(Entries taken from a collection)
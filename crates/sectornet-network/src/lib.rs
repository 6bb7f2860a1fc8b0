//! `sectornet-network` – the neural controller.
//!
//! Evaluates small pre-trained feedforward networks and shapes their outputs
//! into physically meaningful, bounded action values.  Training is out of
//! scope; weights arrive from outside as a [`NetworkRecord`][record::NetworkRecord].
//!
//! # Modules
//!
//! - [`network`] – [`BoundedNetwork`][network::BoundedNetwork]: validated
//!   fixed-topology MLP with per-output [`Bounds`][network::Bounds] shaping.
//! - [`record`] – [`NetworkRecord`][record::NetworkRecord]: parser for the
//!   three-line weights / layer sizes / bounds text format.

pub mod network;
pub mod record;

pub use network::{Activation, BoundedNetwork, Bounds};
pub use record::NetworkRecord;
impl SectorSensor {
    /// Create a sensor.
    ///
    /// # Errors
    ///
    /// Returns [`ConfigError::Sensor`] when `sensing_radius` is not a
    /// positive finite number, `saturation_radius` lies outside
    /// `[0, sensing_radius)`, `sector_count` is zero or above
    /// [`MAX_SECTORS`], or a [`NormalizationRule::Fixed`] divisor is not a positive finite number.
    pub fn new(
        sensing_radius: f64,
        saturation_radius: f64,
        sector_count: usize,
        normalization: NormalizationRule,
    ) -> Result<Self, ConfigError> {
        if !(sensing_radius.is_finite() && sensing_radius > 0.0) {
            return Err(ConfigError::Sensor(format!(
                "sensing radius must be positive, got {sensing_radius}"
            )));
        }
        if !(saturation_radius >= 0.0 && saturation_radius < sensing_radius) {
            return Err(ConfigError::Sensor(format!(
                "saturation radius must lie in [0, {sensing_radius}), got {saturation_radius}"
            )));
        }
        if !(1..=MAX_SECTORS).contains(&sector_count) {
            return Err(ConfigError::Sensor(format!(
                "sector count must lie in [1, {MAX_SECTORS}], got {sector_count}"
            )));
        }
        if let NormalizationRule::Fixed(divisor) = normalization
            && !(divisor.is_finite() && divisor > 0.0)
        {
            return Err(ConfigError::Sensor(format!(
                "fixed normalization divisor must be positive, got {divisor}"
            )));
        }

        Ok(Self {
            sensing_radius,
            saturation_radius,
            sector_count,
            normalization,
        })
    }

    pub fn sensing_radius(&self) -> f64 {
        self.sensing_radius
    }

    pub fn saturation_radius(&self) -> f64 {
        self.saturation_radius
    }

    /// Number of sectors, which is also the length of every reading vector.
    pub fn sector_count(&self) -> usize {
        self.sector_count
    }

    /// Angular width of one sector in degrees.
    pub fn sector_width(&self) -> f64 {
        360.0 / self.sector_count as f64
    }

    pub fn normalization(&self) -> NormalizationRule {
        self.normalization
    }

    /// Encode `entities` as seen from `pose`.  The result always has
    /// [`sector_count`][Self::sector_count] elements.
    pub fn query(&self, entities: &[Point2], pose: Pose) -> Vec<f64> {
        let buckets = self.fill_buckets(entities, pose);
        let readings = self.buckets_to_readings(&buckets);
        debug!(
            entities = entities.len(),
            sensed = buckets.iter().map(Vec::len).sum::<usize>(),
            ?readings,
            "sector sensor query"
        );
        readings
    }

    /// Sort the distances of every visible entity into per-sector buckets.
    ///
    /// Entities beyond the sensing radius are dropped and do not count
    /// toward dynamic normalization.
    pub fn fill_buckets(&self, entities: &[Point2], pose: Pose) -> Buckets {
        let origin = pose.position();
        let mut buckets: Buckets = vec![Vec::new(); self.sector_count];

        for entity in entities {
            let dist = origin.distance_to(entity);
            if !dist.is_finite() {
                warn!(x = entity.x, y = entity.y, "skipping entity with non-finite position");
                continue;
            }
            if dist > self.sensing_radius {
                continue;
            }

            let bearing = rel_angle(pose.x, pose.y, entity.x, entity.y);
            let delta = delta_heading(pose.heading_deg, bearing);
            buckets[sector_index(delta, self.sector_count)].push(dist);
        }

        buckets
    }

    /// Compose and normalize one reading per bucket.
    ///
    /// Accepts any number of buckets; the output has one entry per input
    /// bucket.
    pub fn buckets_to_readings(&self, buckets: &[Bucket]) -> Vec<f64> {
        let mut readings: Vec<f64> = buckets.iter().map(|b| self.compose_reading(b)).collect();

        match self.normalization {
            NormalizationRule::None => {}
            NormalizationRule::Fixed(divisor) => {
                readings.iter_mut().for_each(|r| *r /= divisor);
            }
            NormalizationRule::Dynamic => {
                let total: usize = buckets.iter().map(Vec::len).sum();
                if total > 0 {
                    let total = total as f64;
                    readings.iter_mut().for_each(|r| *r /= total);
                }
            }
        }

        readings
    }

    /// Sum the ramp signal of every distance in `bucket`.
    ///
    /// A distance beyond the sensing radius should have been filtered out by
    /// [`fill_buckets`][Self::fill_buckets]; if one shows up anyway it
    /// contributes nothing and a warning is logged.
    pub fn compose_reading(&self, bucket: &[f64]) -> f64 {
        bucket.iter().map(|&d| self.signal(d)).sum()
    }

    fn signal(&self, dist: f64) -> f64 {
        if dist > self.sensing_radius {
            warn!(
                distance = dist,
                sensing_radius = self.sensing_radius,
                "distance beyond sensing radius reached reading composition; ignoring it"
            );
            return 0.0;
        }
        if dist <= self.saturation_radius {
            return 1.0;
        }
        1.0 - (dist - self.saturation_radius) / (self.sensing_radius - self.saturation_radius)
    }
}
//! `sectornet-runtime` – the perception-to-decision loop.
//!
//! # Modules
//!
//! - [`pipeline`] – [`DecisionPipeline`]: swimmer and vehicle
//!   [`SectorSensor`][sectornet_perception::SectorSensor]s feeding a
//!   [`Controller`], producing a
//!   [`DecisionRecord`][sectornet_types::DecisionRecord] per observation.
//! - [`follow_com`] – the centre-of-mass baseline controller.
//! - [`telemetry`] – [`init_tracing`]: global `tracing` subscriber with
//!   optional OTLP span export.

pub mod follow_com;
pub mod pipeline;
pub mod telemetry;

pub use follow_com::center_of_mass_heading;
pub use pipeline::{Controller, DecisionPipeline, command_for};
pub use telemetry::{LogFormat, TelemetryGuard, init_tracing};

▶ Action item
Copy out each line of the records where the word "origin" appears.

▶ Answer section
        let origin = pose.position();
            let dist = origin.distance_to(entity);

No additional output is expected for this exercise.